Best practices for NER annotation

Hi,

I found answers here quite insightful: Ambiguous NER annotation decisions
However, I have a little different question I couldn't find an answer to. I have to detect legal entities. E.g. article L.xx-xx or sometimes article L.xx-xx of 10 December 2xxx.
For my application just L.xx-xx is enough. Additional date of 10 December 2xxx is nice to have, but not necessary if L.xx-xx is well detected.
However, the word article is not really necessary, even though it often precedes the entity and human would naturally consider it as part of the entity. Also, if the word article is detected as part of entity, it would not harm application performance.
What is an optimal annotation strategy for the model (either Spacy or Transformers) to reliably detect legal entity in my case: include article and/or date of 10 December 2xxx, or just keep L.xx-xx (that can have varying formats, not necessary starting with L)? Considering that the false positives are preferred to the false negatives.
More broadly, if an entity has standard preceding/following tokens, does the model look enough to this standard surrounding context, or ought this context be better included into entity?
As a side note, I sometimes read best practices for NER like the entity should be less than 10 tokens. That could imply that keeping an entity as short as possible can be more beneficial for the model?

More broadly, if an entity has standard preceding/following tokens, does the model look enough to this standard surrounding context, or ought this context be better included into entity?

I do think the model will be able to condition on that context, so you won't necessarily have to annotate it as part of the entity. It's an empirical question though, so it can be hard to guess what's optimal.
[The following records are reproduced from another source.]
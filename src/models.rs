//! Data model of the registration form

use chrono::{Local, Months, NaiveDate};
use derive_more::Display;
use serde::Serialize;
use strum_macros::EnumIter;

use crate::consts::{DEFAULT_AGE_YEARS, DEFAULT_SUBSCRIBE};
use crate::utils::image_input::ProfileImage;

/// A named input of the form
#[derive(Debug, Clone, Copy, PartialEq, Eq, Hash, EnumIter, Display)]
pub enum Field {
    #[display("Username")]
    Username,
    #[display("Password")]
    PasswordEntry,
    #[display("Password (Confirm)")]
    PasswordReentry,
    #[display("First Name")]
    FirstName,
    #[display("Last Name")]
    LastName,
    #[display("Date of birth")]
    DateOfBirth,
    #[display("E-mail")]
    UserEmail,
    #[display("Subscribe for news and updates")]
    SubscribeYourEmail,
    #[display("Profile Image")]
    ProfileImage,
}

/// A new value typed into one field.
///
/// The profile image is not a change: it arrives asynchronously, see
/// [`crate::form::Form::set_profile_image`].
#[derive(Debug, Clone, PartialEq, Eq)]
pub enum FieldChange {
    Username(String),
    PasswordEntry(String),
    PasswordReentry(String),
    FirstName(String),
    LastName(String),
    DateOfBirth(NaiveDate),
    UserEmail(String),
    SubscribeYourEmail(bool),
}

impl FieldChange {
    pub fn field(&self) -> Field {
        match self {
            FieldChange::Username(_) => Field::Username,
            FieldChange::PasswordEntry(_) => Field::PasswordEntry,
            FieldChange::PasswordReentry(_) => Field::PasswordReentry,
            FieldChange::FirstName(_) => Field::FirstName,
            FieldChange::LastName(_) => Field::LastName,
            FieldChange::DateOfBirth(_) => Field::DateOfBirth,
            FieldChange::UserEmail(_) => Field::UserEmail,
            FieldChange::SubscribeYourEmail(_) => Field::SubscribeYourEmail,
        }
    }
}

/// Current values of every field
#[derive(Debug, Clone)]
pub struct FormState {
    pub username: String,
    pub password_entry: String,
    pub password_reentry: String,
    pub first_name: String,
    pub last_name: String,
    pub date_of_birth: NaiveDate,
    pub user_email: String,
    pub subscribe_your_email: bool,
    pub profile_image: Option<ProfileImage>,
}

impl Default for FormState {
    fn default() -> Self {
        Self {
            username: String::new(),
            password_entry: String::new(),
            password_reentry: String::new(),
            first_name: String::new(),
            last_name: String::new(),
            date_of_birth: default_date_of_birth(Local::now().date_naive()),
            user_email: String::new(),
            subscribe_your_email: DEFAULT_SUBSCRIBE,
            profile_image: None,
        }
    }
}

/// Today minus the default age, or today when that date cannot be built
pub fn default_date_of_birth(today: NaiveDate) -> NaiveDate {
    today
        .checked_sub_months(Months::new(DEFAULT_AGE_YEARS * 12))
        .unwrap_or(today)
}

/// What a successful submission hands back, without the password
#[derive(Debug, Serialize, Clone, PartialEq, Eq)]
pub struct Registration {
    pub username: String,
    pub first_name: String,
    pub last_name: String,
    pub date_of_birth: NaiveDate,
    pub email: String,
    pub subscribed: bool,
    pub profile_image: Option<ImageSummary>,
}

#[derive(Debug, Serialize, Clone, PartialEq, Eq, Display)]
#[display("{filename} ({width}x{height})")]
pub struct ImageSummary {
    pub filename: String,
    pub width: u32,
    pub height: u32,
}
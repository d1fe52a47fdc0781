use anyhow::Result;
use derive_more::Display;
use dotenv::dotenv;
use inquire::{Confirm, DateSelect, InquireError, Password, PasswordDisplayMode, Select, Text};
use log::info;
use signup_form::consts::{log_file, log_level};
use signup_form::form::Form;
use signup_form::models::FieldChange;
use signup_form::utils::image_input::load_profile_image;
use signup_form::utils::input_validation::{is_email_format_valid, Rule};
use strum::IntoEnumIterator;
use strum_macros::EnumIter;
use tokio::runtime::Runtime;

type MenuExit = Option<()>;
const MENU_EXIT: MenuExit = None;
const MENU_LOOP: MenuExit = Some(());

/// A text menu
trait Menu {
    /// Runs the menu once. Returns None when the menu is done,
    /// Some(()) to show it again.
    fn enter(&mut self) -> Result<MenuExit>;

    /// Runs the menu until it is done, printing errors along the way.
    /// Esc or Ctrl-C on any prompt leaves the menu.
    fn enter_loop(&mut self) {
        while let Some(result) = self.enter().transpose() {
            if let Err(error) = result {
                if leaves_menu(&error) {
                    break;
                }
                eprintln!("Error: {error}");
            }
        }
    }
}

/// True for a prompt the user cancelled or interrupted
fn leaves_menu(error: &anyhow::Error) -> bool {
    matches!(
        error.downcast_ref(),
        Some(InquireError::OperationCanceled | InquireError::OperationInterrupted)
    )
}

struct SignupMenu {
    form: Form,
    runtime: Runtime,
}

fn mark(passed: bool) -> &'static str {
    if passed {
        "✓"
    } else {
        "✗"
    }
}

impl SignupMenu {
    fn print_status(&self) {
        let form = &self.form;
        let report = form.report();

        println!();
        for rule in Rule::iter() {
            println!("  {} {}", mark(report.passes(rule)), rule);
        }
        if form.passwords_mismatch() {
            println!("  ✗ Passwords does not match");
        }

        let email = &form.state().user_email;
        if !email.trim().is_empty() && !is_email_format_valid(email) {
            println!("  ! E-mail does not look valid");
        }
        if let Some(image) = &form.state().profile_image {
            println!("  Profile image: {}", image.summary());
        }
        if report.is_valid() {
            println!("  Ready to register");
        }
        println!();
    }

    fn password_prompt(&self, message: &str) -> Result<String> {
        let password = if self.form.show_password() {
            Text::new(message).prompt()?
        } else {
            Password::new(message)
                .without_confirmation()
                .with_display_mode(PasswordDisplayMode::Masked)
                .prompt()?
        };
        Ok(password)
    }
}

impl Menu for SignupMenu {
    fn enter(&mut self) -> Result<MenuExit> {
        #[derive(EnumIter, Display)]
        enum Choice {
            #[display("Profile image")]
            ProfileImage,
            #[display("Username")]
            Username,
            #[display("Password")]
            Password,
            #[display("Password (Confirm)")]
            PasswordConfirm,
            #[display("Show / hide password")]
            TogglePassword,
            #[display("Personal information")]
            PersonalInformation,
            #[display("E-mail")]
            Email,
            #[display("News and updates subscription")]
            Subscription,
            #[display("Register")]
            Submit,
            #[display("Quit")]
            Exit,
        }

        self.print_status();
        let choice = Select::new("What do you want to fill in?", Choice::iter().collect()).prompt()?;

        let state = self.form.state();
        let change = match choice {
            Choice::ProfileImage => {
                let path = Text::new("Path of the profile image:").prompt()?;
                let loaded = self.runtime.block_on(load_profile_image(path.trim()));
                if let Err(error) = &loaded {
                    eprintln!("Could not load the image: {error:#}");
                }
                self.form.set_profile_image(loaded);
                return Ok(MENU_LOOP);
            }
            Choice::Username => FieldChange::Username(
                Text::new("Username:")
                    .with_initial_value(&state.username)
                    .prompt()?,
            ),
            Choice::Password => FieldChange::PasswordEntry(self.password_prompt("Password:")?),
            Choice::PasswordConfirm => {
                FieldChange::PasswordReentry(self.password_prompt("Password (Confirm):")?)
            }
            Choice::TogglePassword => {
                let shown = self.form.toggle_password_visibility();
                println!("Passwords are now {}", if shown { "shown" } else { "hidden" });
                return Ok(MENU_LOOP);
            }
            Choice::PersonalInformation => {
                let first_name = Text::new("First Name:")
                    .with_initial_value(&state.first_name)
                    .prompt()?;
                let last_name = Text::new("Last Name:")
                    .with_initial_value(&state.last_name)
                    .prompt()?;
                let date_of_birth = DateSelect::new("Date of birth:")
                    .with_default(state.date_of_birth)
                    .prompt()?;

                self.form.apply(FieldChange::FirstName(first_name));
                self.form.apply(FieldChange::LastName(last_name));
                FieldChange::DateOfBirth(date_of_birth)
            }
            Choice::Email => FieldChange::UserEmail(
                Text::new("E-mail:")
                    .with_initial_value(&state.user_email)
                    .prompt()?,
            ),
            Choice::Subscription => FieldChange::SubscribeYourEmail(
                Confirm::new("Want to subscribe for news and updates?")
                    .with_default(state.subscribe_your_email)
                    .prompt()?,
            ),
            Choice::Submit => {
                let registration = self.form.submit()?;
                println!("{}", serde_json::to_string_pretty(&registration)?);
                return Ok(MENU_EXIT);
            }
            Choice::Exit => return Ok(MENU_EXIT),
        };

        self.form.apply(change);
        Ok(MENU_LOOP)
    }
}

fn main() -> Result<()> {
    dotenv().ok();
    simple_logging::log_to_file(log_file(), log_level())?;
    info!("Registration form started");

    SignupMenu {
        form: Form::new(),
        runtime: Runtime::new()?,
    }
    .enter_loop();
    Ok(())
}
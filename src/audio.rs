//! C6 — Audio Port Registry: a handle-indexed table of output ports.
//! The actual audio device is an external collaborator (spec §1); this
//! registry owns port lifecycle and real-time pacing and hands PCM frames
//! to whatever `Sink` the host injected, mirroring the teacher's
//! lazy-init-on-first-use single engine (`kernel/src/audio/mod.rs`)
//! generalized to a handle table of many ports.

use crate::error::AudioError;
use std::collections::HashMap;
use std::sync::Mutex;
use std::time::Duration;

pub const SAMPLE_RATE_HZ: u32 = 48_000;
pub const CHANNELS: u8 = 2;
pub const BITS_PER_SAMPLE: u8 = 16;

/// Host audio-device glue, injected by the Emulator Core's caller. A
/// `NullSink` satisfies this without producing real sound, matching the
/// teacher's lazy-init pattern when no driver has claimed the device yet.
pub trait Sink: Send {
    fn start(&mut self, sample_rate: u32, channels: u8, bits_per_sample: u8);
    fn write_pcm(&mut self, samples: &[u8]);
    fn set_volume(&mut self, volume: f32);
    fn stop(&mut self);
}

pub struct NullSink;

impl Sink for NullSink {
    fn start(&mut self, _sample_rate: u32, _channels: u8, _bits_per_sample: u8) {}
    fn write_pcm(&mut self, _samples: &[u8]) {}
    fn set_volume(&mut self, _volume: f32) {}
    fn stop(&mut self) {}
}

pub struct AudioPort {
    pub handle: u32,
    pub port_type: u32,
    pub sample_count: u32,
    pub grain: u32,
    pub is_muted: bool,
    pub volume: f32,
    pub frames_output_counter: u64,
    sink: Option<Box<dyn Sink>>,
}

pub struct AudioPortRegistry {
    ports: Mutex<HashMap<u32, AudioPort>>,
    next_handle: Mutex<u32>,
    sink_factory: Mutex<Option<Box<dyn Fn() -> Box<dyn Sink> + Send>>>,
}

impl Default for AudioPortRegistry {
    fn default() -> Self {
        Self::new()
    }
}

impl AudioPortRegistry {
    pub fn new() -> Self {
        Self {
            ports: Mutex::new(HashMap::new()),
            next_handle: Mutex::new(1),
            sink_factory: Mutex::new(None),
        }
    }

    /// Registers a factory that produces a fresh `Sink` per opened port.
    /// Without one, ports operate silently (equivalent to the teacher's
    /// un-initialized `SYNTH` state before `ensure_init`).
    pub fn set_sink_factory(&self, factory: Box<dyn Fn() -> Box<dyn Sink> + Send>) {
        *self.sink_factory.lock().unwrap() = Some(factory);
    }

    pub fn open(&self, port_type: u32, sample_count: u32) -> u32 {
        let mut handle_guard = self.next_handle.lock().unwrap();
        let handle = *handle_guard;
        *handle_guard += 1;
        drop(handle_guard);

        let grain = if sample_count != 0 { sample_count } else { 256 };
        let mut sink = self.sink_factory.lock().unwrap().as_ref().map(|f| f());
        if let Some(s) = sink.as_mut() {
            s.start(SAMPLE_RATE_HZ, CHANNELS, BITS_PER_SAMPLE);
        }

        self.ports.lock().unwrap().insert(
            handle,
            AudioPort {
                handle,
                port_type,
                sample_count,
                grain,
                is_muted: false,
                volume: 1.0,
                frames_output_counter: 0,
                sink,
            },
        );
        handle
    }

    pub fn buffer_size_bytes(sample_count: u32) -> usize {
        sample_count as usize * 4 * 4
    }

    /// Writes PCM to the port's sink and blocks for roughly 80% of the
    /// playback duration so the guest cannot outrun real time (spec §4.7).
    pub fn output(&self, handle: u32, pcm: &[u8]) -> Result<(), AudioError> {
        let mut ports = self.ports.lock().unwrap();
        let port = ports.get_mut(&handle).ok_or(AudioError::UnknownPort(handle))?;
        if let Some(sink) = port.sink.as_mut() {
            if !port.is_muted {
                sink.write_pcm(pcm);
            }
        }
        port.frames_output_counter += 1;
        let sample_count = port.sample_count;
        drop(ports);

        let playback_secs = sample_count as f64 / SAMPLE_RATE_HZ as f64;
        let pacing = Duration::from_secs_f64(playback_secs * 0.8);
        std::thread::sleep(pacing);
        Ok(())
    }

    pub fn set_muted(&self, handle: u32, muted: bool) -> Result<(), AudioError> {
        let mut ports = self.ports.lock().unwrap();
        let port = ports.get_mut(&handle).ok_or(AudioError::UnknownPort(handle))?;
        port.is_muted = muted;
        Ok(())
    }

    pub fn set_volume(&self, handle: u32, volume: f32) -> Result<(), AudioError> {
        let mut ports = self.ports.lock().unwrap();
        let port = ports.get_mut(&handle).ok_or(AudioError::UnknownPort(handle))?;
        port.volume = volume.clamp(0.0, 1.0);
        if let Some(sink) = port.sink.as_mut() {
            sink.set_volume(port.volume);
        }
        Ok(())
    }

    pub fn close(&self, handle: u32) -> Result<(), AudioError> {
        let mut ports = self.ports.lock().unwrap();
        let mut port = ports.remove(&handle).ok_or(AudioError::UnknownPort(handle))?;
        if let Some(sink) = port.sink.as_mut() {
            sink.stop();
        }
        Ok(())
    }

    pub fn frames_output(&self, handle: u32) -> Result<u64, AudioError> {
        let ports = self.ports.lock().unwrap();
        ports.get(&handle).map(|p| p.frames_output_counter).ok_or(AudioError::UnknownPort(handle))
    }
}
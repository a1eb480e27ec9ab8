//! Component-prefixed, level-tagged logger.
//!
//! The teacher's kernel logger prints to a serial port; this one invokes a
//! registered callback instead, because the log sink here is the host UI's
//! log pane, not a UART. Severity levels are the five the contract names:
//! Debug, Info, Warning, Error, Syscall.

use std::sync::atomic::{AtomicU64, Ordering};
use std::sync::{Arc, Mutex};

#[derive(Debug, Clone, Copy, PartialEq, Eq, PartialOrd, Ord)]
pub enum LogLevel {
    Debug,
    Info,
    Warning,
    Error,
    Syscall,
}

impl LogLevel {
    pub fn as_str(self) -> &'static str {
        match self {
            LogLevel::Debug => "DEBUG",
            LogLevel::Info => "INFO",
            LogLevel::Warning => "WARNING",
            LogLevel::Error => "ERROR",
            LogLevel::Syscall => "SYSCALL",
        }
    }
}

pub type LogCallback = Arc<dyn Fn(LogLevel, &str, &str) + Send + Sync>;

static SEQUENCE: AtomicU64 = AtomicU64::new(0);

/// A single callback slot shared by every component, handed out by the
/// Emulator Core so nothing needs a hidden global.
#[derive(Clone)]
pub struct Logger {
    callback: Arc<Mutex<Option<LogCallback>>>,
    min_level: LogLevel,
}

impl Default for Logger {
    fn default() -> Self {
        Self::new(LogLevel::Debug)
    }
}

impl Logger {
    pub fn new(min_level: LogLevel) -> Self {
        Self { callback: Arc::new(Mutex::new(None)), min_level }
    }

    pub fn set_callback(&self, cb: LogCallback) {
        *self.callback.lock().unwrap() = Some(cb);
    }

    pub fn clear_callback(&self) {
        *self.callback.lock().unwrap() = None;
    }

    pub fn log(&self, level: LogLevel, component: &str, message: &str) {
        if level < self.min_level {
            return;
        }
        SEQUENCE.fetch_add(1, Ordering::Relaxed);
        if let Some(cb) = self.callback.lock().unwrap().as_ref() {
            cb(level, component, message);
        } else {
            eprintln!("[{}][{}] {}", level.as_str(), component, message);
        }
    }

    pub fn debug(&self, component: &str, message: &str) {
        self.log(LogLevel::Debug, component, message);
    }

    pub fn info(&self, component: &str, message: &str) {
        self.log(LogLevel::Info, component, message);
    }

    pub fn warning(&self, component: &str, message: &str) {
        self.log(LogLevel::Warning, component, message);
    }

    pub fn error(&self, component: &str, message: &str) {
        self.log(LogLevel::Error, component, message);
    }

    pub fn syscall(&self, component: &str, message: &str) {
        self.log(LogLevel::Syscall, component, message);
    }
}
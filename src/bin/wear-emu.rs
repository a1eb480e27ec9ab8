//! Thin CLI front-end over `EmulatorCore`: load a package/ELF (or boot the
//! internal diagnostic BIOS with no argument), run it headlessly, and
//! print guest log lines to stdout until interrupted.
//!
//! Rust-internal diagnostics go through `log`/`env_logger`, completely
//! separate from the guest-facing `Logger` callback the core itself uses
//! (spec §0/§9: the two log streams serve different audiences and should
//! not be conflated).

use clap::Parser;
use log::{error, info};
use std::path::PathBuf;
use std::sync::Arc;
use std::time::Duration;
use wear_emu::{EmuState, EmulatorCore, EmulatorSpecs, LogLevel};

#[derive(Parser, Debug)]
#[command(name = "wear-emu", about = "Guest execution substrate CLI")]
struct Cli {
    /// Path to a package or raw ELF64 executable. Boots the internal
    /// diagnostic BIOS instead when omitted.
    game: Option<PathBuf>,

    /// Minimum severity a guest log line must carry to be printed.
    #[arg(long, value_enum, default_value = "info")]
    log_level: CliLogLevel,

    /// Extra guest-path-prefix=host-directory mounts, may be repeated.
    #[arg(long = "mount", value_parser = parse_mount)]
    mounts: Vec<(String, PathBuf)>,
}

#[derive(Clone, Copy, Debug, clap::ValueEnum)]
enum CliLogLevel {
    Debug,
    Info,
    Warning,
    Error,
}

impl From<CliLogLevel> for LogLevel {
    fn from(v: CliLogLevel) -> Self {
        match v {
            CliLogLevel::Debug => LogLevel::Debug,
            CliLogLevel::Info => LogLevel::Info,
            CliLogLevel::Warning => LogLevel::Warning,
            CliLogLevel::Error => LogLevel::Error,
        }
    }
}

fn parse_mount(s: &str) -> Result<(String, PathBuf), String> {
    let (prefix, host) = s
        .split_once('=')
        .ok_or_else(|| format!("expected prefix=host-path, got '{s}'"))?;
    Ok((prefix.to_string(), PathBuf::from(host)))
}

fn main() {
    env_logger::init();
    let cli = Cli::parse();

    let specs = EmulatorSpecs {
        log_level: cli.log_level.into(),
        extra_mounts: cli.mounts,
        ..Default::default()
    };

    let core = match EmulatorCore::initialize(specs) {
        Ok(core) => core,
        Err(e) => {
            error!("failed to initialize emulator core: {e}");
            std::process::exit(1);
        }
    };

    core.set_log_callback(Arc::new(|level, component, message| {
        println!("[{}][{}] {}", level.as_str(), component, message);
    }));

    let load_result = match &cli.game {
        Some(path) => core.load_game(path),
        None => {
            info!("no game path given, booting internal diagnostic BIOS");
            core.load_internal_bios()
        }
    };

    let entry = match load_result {
        Ok(entry) => entry,
        Err(e) => {
            error!("failed to load guest program: {e}");
            std::process::exit(1);
        }
    };
    info!("entry point 0x{entry:x}");

    if let Err(e) = core.run() {
        error!("failed to start guest execution: {e}");
        std::process::exit(1);
    }

    loop {
        std::thread::sleep(Duration::from_millis(250));
        if matches!(core.state(), EmuState::Error(_)) {
            error!("guest entered error state: {:?}", core.state());
            break;
        }
    }

    core.shutdown();
}
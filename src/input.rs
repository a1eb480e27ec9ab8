//! C4 — Input State Registry: process-wide controller state updated by
//! host keyboard/gamepad events, read-snapshotted by the pad-read syscall.
//!
//! Grounded on the teacher's scancode-driven `handle_scancode` dispatch
//! shape, generalized from PS/2 scancodes to a host-agnostic `Key` enum
//! since the real keyboard driver is a host collaborator here.

use std::sync::Mutex;

pub mod button {
    pub const CROSS: u32 = 0x4000;
    pub const CIRCLE: u32 = 0x2000;
    pub const SQUARE: u32 = 0x8000;
    pub const TRIANGLE: u32 = 0x1000;
    pub const L1: u32 = 0x400;
    pub const R1: u32 = 0x800;
    pub const L2: u32 = 0x100;
    pub const R2: u32 = 0x200;
    pub const L3: u32 = 0x2;
    pub const R3: u32 = 0x4;
    pub const OPTIONS: u32 = 0x8;
    pub const UP: u32 = 0x10;
    pub const RIGHT: u32 = 0x20;
    pub const DOWN: u32 = 0x40;
    pub const LEFT: u32 = 0x80;
    pub const TOUCHPAD: u32 = 0x10_0000;
    pub const SHARE: u32 = 0x1;
}

#[derive(Debug, Clone, Copy, PartialEq, Eq, Hash)]
pub enum Key {
    Up,
    Down,
    Left,
    Right,
    Z,
    X,
    C,
    V,
    I,
    J,
    K,
    L,
    W,
    A,
    S,
    D,
    Q,
    E,
    Digit1,
    Digit3,
    Enter,
    Backspace,
    T,
    F,
    G,
}

/// Two historical keyboard-to-pad conventions coexist in the source this
/// was distilled from; neither is dropped (spec §9 Open Question).
#[derive(Debug, Clone, Copy, PartialEq, Eq)]
pub enum KeyMap {
    /// Z/X/C/V -> CROSS/CIRCLE/SQUARE/TRIANGLE.
    Default,
    /// I/J/K/L -> TRIANGLE/SQUARE/CROSS/CIRCLE.
    AltLayout,
}

#[derive(Debug, Clone, Copy, Default)]
pub struct ControllerSnapshot {
    pub button_bitmask: u32,
    pub lx: u8,
    pub ly: u8,
    pub rx: u8,
    pub ry: u8,
    pub l2: u8,
    pub r2: u8,
    pub touch_xy: (u16, u16),
    pub motion: [f32; 9], // orientation quaternion packed separately; raw accel+gyro here
    pub connected: bool,
}

const STICK_CENTER: u8 = 128;

impl ControllerSnapshot {
    fn centered() -> Self {
        Self {
            lx: STICK_CENTER,
            ly: STICK_CENTER,
            rx: STICK_CENTER,
            ry: STICK_CENTER,
            connected: false,
            ..Default::default()
        }
    }
}

#[derive(Debug, Clone, Copy)]
pub struct GamepadState {
    pub buttons: u32,
    pub left_stick: (i16, i16),
    pub right_stick: (i16, i16),
    pub left_trigger: i16,
    pub right_trigger: i16,
}

const STICK_DEADZONE: i16 = 8000;
const TRIGGER_DEADZONE: i16 = 30;

pub struct InputRegistry {
    state: Mutex<ControllerSnapshot>,
    key_map: KeyMap,
}

impl InputRegistry {
    pub fn new(key_map: KeyMap) -> Self {
        Self { state: Mutex::new(ControllerSnapshot::centered()), key_map }
    }

    pub fn reset(&self) {
        *self.state.lock().unwrap() = ControllerSnapshot::centered();
    }

    pub fn snapshot(&self) -> ControllerSnapshot {
        *self.state.lock().unwrap()
    }

    pub fn key_down(&self, key: Key) {
        self.apply_key(key, true);
    }

    pub fn key_up(&self, key: Key) {
        self.apply_key(key, false);
    }

    fn apply_key(&self, key: Key, down: bool) {
        let mut state = self.state.lock().unwrap();
        match key {
            Key::Up => Self::set_bit(&mut state.button_bitmask, button::UP, down),
            Key::Down => Self::set_bit(&mut state.button_bitmask, button::DOWN, down),
            Key::Left => Self::set_bit(&mut state.button_bitmask, button::LEFT, down),
            Key::Right => Self::set_bit(&mut state.button_bitmask, button::RIGHT, down),
            Key::Z if self.key_map == KeyMap::Default => {
                Self::set_bit(&mut state.button_bitmask, button::CROSS, down)
            }
            Key::X if self.key_map == KeyMap::Default => {
                Self::set_bit(&mut state.button_bitmask, button::CIRCLE, down)
            }
            Key::C if self.key_map == KeyMap::Default => {
                Self::set_bit(&mut state.button_bitmask, button::SQUARE, down)
            }
            Key::V if self.key_map == KeyMap::Default => {
                Self::set_bit(&mut state.button_bitmask, button::TRIANGLE, down)
            }
            Key::K if self.key_map == KeyMap::AltLayout => {
                Self::set_bit(&mut state.button_bitmask, button::CROSS, down)
            }
            Key::L if self.key_map == KeyMap::AltLayout => {
                Self::set_bit(&mut state.button_bitmask, button::CIRCLE, down)
            }
            Key::J if self.key_map == KeyMap::AltLayout => {
                Self::set_bit(&mut state.button_bitmask, button::SQUARE, down)
            }
            Key::I if self.key_map == KeyMap::AltLayout => {
                Self::set_bit(&mut state.button_bitmask, button::TRIANGLE, down)
            }
            Key::W => state.ly = if down { 0 } else { STICK_CENTER },
            Key::S => state.ly = if down { 255 } else { STICK_CENTER },
            Key::A => state.lx = if down { 0 } else { STICK_CENTER },
            Key::D => state.lx = if down { 255 } else { STICK_CENTER },
            Key::Q => {
                Self::set_bit(&mut state.button_bitmask, button::L1, down);
            }
            Key::E => {
                Self::set_bit(&mut state.button_bitmask, button::R1, down);
            }
            Key::Digit1 => {
                Self::set_bit(&mut state.button_bitmask, button::L2, down);
                state.l2 = if down { 255 } else { 0 };
            }
            Key::Digit3 => {
                Self::set_bit(&mut state.button_bitmask, button::R2, down);
                state.r2 = if down { 255 } else { 0 };
            }
            Key::Enter => Self::set_bit(&mut state.button_bitmask, button::OPTIONS, down),
            Key::Backspace => Self::set_bit(&mut state.button_bitmask, button::SHARE, down),
            Key::T => Self::set_bit(&mut state.button_bitmask, button::TOUCHPAD, down),
            Key::F => Self::set_bit(&mut state.button_bitmask, button::L3, down),
            Key::G => Self::set_bit(&mut state.button_bitmask, button::R3, down),
            _ => {}
        }
    }

    fn set_bit(mask: &mut u32, bit: u32, set: bool) {
        if set {
            *mask |= bit;
        } else {
            *mask &= !bit;
        }
    }

    /// Rescales a connected gamepad's digital and analog inputs into the
    /// console's bitmask/byte conventions, with deadzones and inverted Y
    /// axes per spec §4.8.
    pub fn apply_gamepad(&self, pad: GamepadState) {
        let mut state = self.state.lock().unwrap();
        state.button_bitmask = pad.buttons;
        state.lx = Self::rescale_axis(pad.left_stick.0, STICK_DEADZONE);
        state.ly = Self::rescale_axis(-pad.left_stick.1, STICK_DEADZONE);
        state.rx = Self::rescale_axis(pad.right_stick.0, STICK_DEADZONE);
        state.ry = Self::rescale_axis(-pad.right_stick.1, STICK_DEADZONE);
        state.l2 = Self::rescale_trigger(pad.left_trigger, TRIGGER_DEADZONE);
        state.r2 = Self::rescale_trigger(pad.right_trigger, TRIGGER_DEADZONE);
        state.connected = true;
    }

    fn rescale_axis(value: i16, deadzone: i16) -> u8 {
        let clamped = if value.unsigned_abs() < deadzone as u16 { 0 } else { value };
        (((clamped as i32) + 32768) / 256) as u8
    }

    fn rescale_trigger(value: i16, deadzone: i16) -> u8 {
        let clamped = if value.unsigned_abs() < deadzone as u16 { 0 } else { value.max(0) };
        (clamped as u32 * 255 / 32767) as u8
    }

    pub fn mark_disconnected(&self) {
        let mut state = self.state.lock().unwrap();
        *state = ControllerSnapshot::centered();
    }
}

#[cfg(test)]
mod tests {
    use super::*;

    #[test]
    fn default_snapshot_has_centered_sticks() {
        let registry = InputRegistry::new(KeyMap::Default);
        let snap = registry.snapshot();
        assert_eq!((snap.lx, snap.ly, snap.rx, snap.ry), (128, 128, 128, 128));
    }

    #[test]
    fn default_mapping_z_sets_cross() {
        let registry = InputRegistry::new(KeyMap::Default);
        registry.key_down(Key::Z);
        assert_ne!(registry.snapshot().button_bitmask & button::CROSS, 0);
    }

    #[test]
    fn alt_mapping_k_sets_cross_instead_of_z() {
        let registry = InputRegistry::new(KeyMap::AltLayout);
        registry.key_down(Key::Z);
        assert_eq!(registry.snapshot().button_bitmask & button::CROSS, 0);
        registry.key_down(Key::K);
        assert_ne!(registry.snapshot().button_bitmask & button::CROSS, 0);
    }

    #[test]
    fn wasd_drives_left_stick_to_extremes() {
        let registry = InputRegistry::new(KeyMap::Default);
        registry.key_down(Key::D);
        assert_eq!(registry.snapshot().lx, 255);
        registry.key_up(Key::D);
        assert_eq!(registry.snapshot().lx, 128);
    }

    #[test]
    fn gamepad_deadzone_zeroes_small_stick_values() {
        let registry = InputRegistry::new(KeyMap::Default);
        registry.apply_gamepad(GamepadState {
            buttons: 0,
            left_stick: (100, 0),
            right_stick: (0, 0),
            left_trigger: 0,
            right_trigger: 0,
        });
        assert_eq!(registry.snapshot().lx, 128);
    }
}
One think to keep in mind is that you can always adjust the entities with rules afterwards, so it shouldn't be too difficult to make the transformation if you do decide to keep the extra tokens in the spans.

I would say that the most important consideration is whether the phrases are reasonably "atomic", that is, relatively fixed phrases with relatively little internal structure. It also matters a lot whether the phrases have clear beginning and end tokens.

The entity recogniser performs less well if you have phrases that combine freely with other phrases, as in ordinary syntax. The entity recogniser is a sequence tagger, and so it's best at recognising regular languages, rather than context-free languages.

1 Like

Thank you @honnibal
Just few more questions.

I consider adjusting annotations using regex or basic python on an annotated .jsonl. Is there a better way to post-process annotations in prodigy ?
Related to previous, I've also got annotations from several different people who sometimes used a single span for several comma separated entities, and sometimes annotated each entity separately. Entities here are just numbers. Would you have an advice on annotations post-processing in this case ?

Adjacent questions. Is there a rule of thumb on maximal number of tokens in an entity for spaCy model, if we decide to keep entities grouped in a single span?
Can grouping of comma-separated unit entities in a single span improve precision ?